BEGIN

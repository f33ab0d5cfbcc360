//! Shared types for the ledger engine API.
//!
//! Everything that crosses the HTTP boundary lives here so that the
//! server and the test client agree on one set of definitions. The
//! `use-sqlx` feature additionally derives sqlx traits so the server
//! can bind these types directly in queries.

use derive_more::Display;
use rust_decimal::Decimal;
use serde::{Deserialize, Serialize};
use uuid::Uuid;

pub mod api_client;
pub mod requests;
pub mod responses;

pub use api_client::{APIClient, ClientError};

/// Decode helper for nullable timestamp columns, used with
/// `#[sqlx(try_from = "OptionalTimestamp")]`.
#[cfg(feature = "use-sqlx")]
#[derive(Debug, Clone, sqlx::Type)]
#[sqlx(transparent)]
pub struct OptionalTimestamp(pub Option<jiff_sqlx::Timestamp>);

#[cfg(feature = "use-sqlx")]
impl From<OptionalTimestamp> for Option<jiff::Timestamp> {
    fn from(x: OptionalTimestamp) -> Option<jiff::Timestamp> {
        x.0.map(|x| x.to_jiff())
    }
}

#[derive(
    Debug, Clone, Copy, PartialEq, Eq, Hash, Display, Serialize, Deserialize,
)]
#[cfg_attr(feature = "use-sqlx", derive(sqlx::Type), sqlx(transparent))]
pub struct UserId(pub Uuid);

#[derive(
    Debug, Clone, Copy, PartialEq, Eq, Hash, Display, Serialize, Deserialize,
)]
#[cfg_attr(feature = "use-sqlx", derive(sqlx::Type), sqlx(transparent))]
pub struct EntryId(pub Uuid);

#[derive(
    Debug, Clone, Copy, PartialEq, Eq, Hash, Display, Serialize, Deserialize,
)]
#[cfg_attr(feature = "use-sqlx", derive(sqlx::Type), sqlx(transparent))]
pub struct PaymentModeId(pub Uuid);

#[derive(
    Debug, Clone, Copy, PartialEq, Eq, Hash, Display, Serialize, Deserialize,
)]
#[cfg_attr(feature = "use-sqlx", derive(sqlx::Type), sqlx(transparent))]
pub struct PartyId(pub Uuid);

#[derive(
    Debug, Clone, Copy, PartialEq, Eq, Hash, Display, Serialize, Deserialize,
)]
#[cfg_attr(feature = "use-sqlx", derive(sqlx::Type), sqlx(transparent))]
pub struct HeadId(pub Uuid);

#[derive(
    Debug, Clone, Copy, PartialEq, Eq, Hash, Display, Serialize, Deserialize,
)]
#[cfg_attr(feature = "use-sqlx", derive(sqlx::Type), sqlx(transparent))]
pub struct PaymentTypeId(pub Uuid);

/// Sequential so the audit trail for an entry has a total order even
/// when two actions share a timestamp.
#[derive(
    Debug, Clone, Copy, PartialEq, Eq, Hash, Display, Serialize, Deserialize,
)]
#[cfg_attr(feature = "use-sqlx", derive(sqlx::Type), sqlx(transparent))]
pub struct AuditLogId(pub i64);

/// Actor roles resolved at login.
///
/// Approver roles may approve/reject/undo/delete entries and decide
/// edit requests. Every authenticated user may record entries and
/// request edits to their approved entries.
#[derive(
    Debug, Clone, Copy, PartialEq, Eq, Display, Serialize, Deserialize,
)]
#[cfg_attr(
    feature = "use-sqlx",
    derive(sqlx::Type),
    sqlx(type_name = "user_role", rename_all = "snake_case")
)]
#[serde(rename_all = "snake_case")]
pub enum Role {
    Admin,
    Md,
    FinanceHead,
    Employee,
}

impl Role {
    pub fn is_approver(&self) -> bool {
        matches!(self, Role::Admin | Role::Md | Role::FinanceHead)
    }
}

#[derive(
    Debug, Clone, Copy, PartialEq, Eq, Display, Serialize, Deserialize,
)]
#[cfg_attr(
    feature = "use-sqlx",
    derive(sqlx::Type),
    sqlx(type_name = "transaction_type", rename_all = "snake_case")
)]
#[serde(rename_all = "snake_case")]
pub enum TransactionType {
    Credit,
    Debit,
    SelfTransfer,
}

#[derive(
    Debug, Clone, Copy, PartialEq, Eq, Display, Serialize, Deserialize,
)]
#[cfg_attr(
    feature = "use-sqlx",
    derive(sqlx::Type),
    sqlx(type_name = "entry_status", rename_all = "snake_case")
)]
#[serde(rename_all = "snake_case")]
pub enum EntryStatus {
    Pending,
    Approved,
    Rejected,
}

#[derive(
    Debug, Clone, Copy, PartialEq, Eq, Display, Serialize, Deserialize,
)]
#[cfg_attr(
    feature = "use-sqlx",
    derive(sqlx::Type),
    sqlx(type_name = "edit_request_status", rename_all = "snake_case")
)]
#[serde(rename_all = "snake_case")]
pub enum EditRequestStatus {
    Pending,
    Approved,
    Rejected,
}

#[derive(
    Debug, Clone, Copy, PartialEq, Eq, Display, Serialize, Deserialize,
)]
#[cfg_attr(
    feature = "use-sqlx",
    derive(sqlx::Type),
    sqlx(type_name = "audit_action", rename_all = "snake_case")
)]
#[serde(rename_all = "snake_case")]
pub enum AuditAction {
    Created,
    Updated,
    Approved,
    Rejected,
    Deleted,
    EditRequested,
    EditApproved,
    EditRejected,
}

/// Whether a payment type represents a real expense.
///
/// Debits under a non-expense payment type carry no primary expense
/// amount; only the claimable portion is recorded.
#[derive(
    Debug, Clone, Copy, PartialEq, Eq, Display, Serialize, Deserialize,
)]
#[cfg_attr(
    feature = "use-sqlx",
    derive(sqlx::Type),
    sqlx(type_name = "payment_type_kind", rename_all = "snake_case")
)]
#[serde(rename_all = "snake_case")]
pub enum PaymentTypeKind {
    Expense,
    NonExpense,
}

/// Initial status assigned to an entry at creation.
///
/// Credits and self-transfers are inflow or balance-neutral movement
/// and are approved on the spot; debits decrease an instrument's
/// balance and always start pending, awaiting explicit approval.
pub fn initial_status(transaction_type: TransactionType) -> EntryStatus {
    match transaction_type {
        TransactionType::Credit | TransactionType::SelfTransfer => {
            EntryStatus::Approved
        }
        TransactionType::Debit => EntryStatus::Pending,
    }
}

// Master data records. `current_balance` on a payment mode is owned by
// the ledger engine and moves only through approved entries.

#[derive(Debug, Clone, PartialEq, Eq, Serialize, Deserialize)]
#[cfg_attr(feature = "use-sqlx", derive(sqlx::FromRow))]
pub struct Party {
    pub id: PartyId,
    pub name: String,
}

#[derive(Debug, Clone, PartialEq, Eq, Serialize, Deserialize)]
#[cfg_attr(feature = "use-sqlx", derive(sqlx::FromRow))]
pub struct Head {
    pub id: HeadId,
    pub name: String,
}

#[derive(Debug, Clone, PartialEq, Eq, Serialize, Deserialize)]
#[cfg_attr(feature = "use-sqlx", derive(sqlx::FromRow))]
pub struct PaymentType {
    pub id: PaymentTypeId,
    pub name: String,
    pub kind: PaymentTypeKind,
}

#[derive(Debug, Clone, PartialEq, Eq, Serialize, Deserialize)]
#[cfg_attr(feature = "use-sqlx", derive(sqlx::FromRow))]
pub struct PaymentMode {
    pub id: PaymentModeId,
    pub name: String,
    pub current_balance: Decimal,
}

/// Proposed field changes for an approved entry, typed per transaction
/// type so a change-set can never carry a field irrelevant to the
/// entry it targets. All fields are optional; only the present ones
/// are applied when the request is approved.
#[derive(Debug, Clone, PartialEq, Serialize, Deserialize)]
#[serde(tag = "transaction_type", rename_all = "snake_case")]
pub enum EntryChanges {
    Credit(CreditChanges),
    Debit(DebitChanges),
    SelfTransfer(TransferChanges),
}

#[derive(Debug, Clone, Default, PartialEq, Serialize, Deserialize)]
pub struct CreditChanges {
    #[serde(skip_serializing_if = "Option::is_none")]
    pub transaction_date: Option<jiff::civil::Date>,
    #[serde(skip_serializing_if = "Option::is_none")]
    pub description: Option<String>,
    #[serde(skip_serializing_if = "Option::is_none")]
    pub received_amount: Option<Decimal>,
    #[serde(skip_serializing_if = "Option::is_none")]
    pub party_id: Option<PartyId>,
    #[serde(skip_serializing_if = "Option::is_none")]
    pub head_id: Option<HeadId>,
    #[serde(skip_serializing_if = "Option::is_none")]
    pub payment_type_id: Option<PaymentTypeId>,
    #[serde(skip_serializing_if = "Option::is_none")]
    pub payment_mode_id: Option<PaymentModeId>,
}

#[derive(Debug, Clone, Default, PartialEq, Serialize, Deserialize)]
pub struct DebitChanges {
    #[serde(skip_serializing_if = "Option::is_none")]
    pub transaction_date: Option<jiff::civil::Date>,
    #[serde(skip_serializing_if = "Option::is_none")]
    pub description: Option<String>,
    /// Component A: the primary expense amount.
    #[serde(skip_serializing_if = "Option::is_none")]
    pub expense_amount: Option<Decimal>,
    /// Component B: the claimable/reimbursable portion.
    #[serde(skip_serializing_if = "Option::is_none")]
    pub claimable_amount: Option<Decimal>,
    #[serde(skip_serializing_if = "Option::is_none")]
    pub party_id: Option<PartyId>,
    #[serde(skip_serializing_if = "Option::is_none")]
    pub head_id: Option<HeadId>,
    #[serde(skip_serializing_if = "Option::is_none")]
    pub payment_type_id: Option<PaymentTypeId>,
    #[serde(skip_serializing_if = "Option::is_none")]
    pub payment_mode_id: Option<PaymentModeId>,
}

#[derive(Debug, Clone, Default, PartialEq, Serialize, Deserialize)]
pub struct TransferChanges {
    #[serde(skip_serializing_if = "Option::is_none")]
    pub transaction_date: Option<jiff::civil::Date>,
    #[serde(skip_serializing_if = "Option::is_none")]
    pub description: Option<String>,
    #[serde(skip_serializing_if = "Option::is_none")]
    pub transfer_amount: Option<Decimal>,
    #[serde(skip_serializing_if = "Option::is_none")]
    pub from_payment_mode_id: Option<PaymentModeId>,
    #[serde(skip_serializing_if = "Option::is_none")]
    pub to_payment_mode_id: Option<PaymentModeId>,
}

impl EntryChanges {
    pub fn transaction_type(&self) -> TransactionType {
        match self {
            EntryChanges::Credit(_) => TransactionType::Credit,
            EntryChanges::Debit(_) => TransactionType::Debit,
            EntryChanges::SelfTransfer(_) => TransactionType::SelfTransfer,
        }
    }

    /// True if no field is proposed at all.
    pub fn is_empty(&self) -> bool {
        match self {
            EntryChanges::Credit(c) => {
                c.transaction_date.is_none()
                    && c.description.is_none()
                    && c.received_amount.is_none()
                    && c.party_id.is_none()
                    && c.head_id.is_none()
                    && c.payment_type_id.is_none()
                    && c.payment_mode_id.is_none()
            }
            EntryChanges::Debit(c) => {
                c.transaction_date.is_none()
                    && c.description.is_none()
                    && c.expense_amount.is_none()
                    && c.claimable_amount.is_none()
                    && c.party_id.is_none()
                    && c.head_id.is_none()
                    && c.payment_type_id.is_none()
                    && c.payment_mode_id.is_none()
            }
            EntryChanges::SelfTransfer(c) => {
                c.transaction_date.is_none()
                    && c.description.is_none()
                    && c.transfer_amount.is_none()
                    && c.from_payment_mode_id.is_none()
                    && c.to_payment_mode_id.is_none()
            }
        }
    }

    /// True if approving this change-set moves money, requiring the
    /// payment mode ledger to be corrected.
    pub fn affects_balance(&self) -> bool {
        match self {
            EntryChanges::Credit(c) => {
                c.received_amount.is_some() || c.payment_mode_id.is_some()
            }
            // The payment type matters for debits: switching to a
            // non-expense type zeroes the expense component and with it
            // the payment amount.
            EntryChanges::Debit(c) => {
                c.expense_amount.is_some()
                    || c.claimable_amount.is_some()
                    || c.payment_type_id.is_some()
                    || c.payment_mode_id.is_some()
            }
            EntryChanges::SelfTransfer(c) => {
                c.transfer_amount.is_some()
                    || c.from_payment_mode_id.is_some()
                    || c.to_payment_mode_id.is_some()
            }
        }
    }
}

END

- What you should do -
With "when" as the string to match, show every line of the entries above that has it.

- Exercise answer -
/// when two actions share a timestamp.
/// are applied when the request is approved.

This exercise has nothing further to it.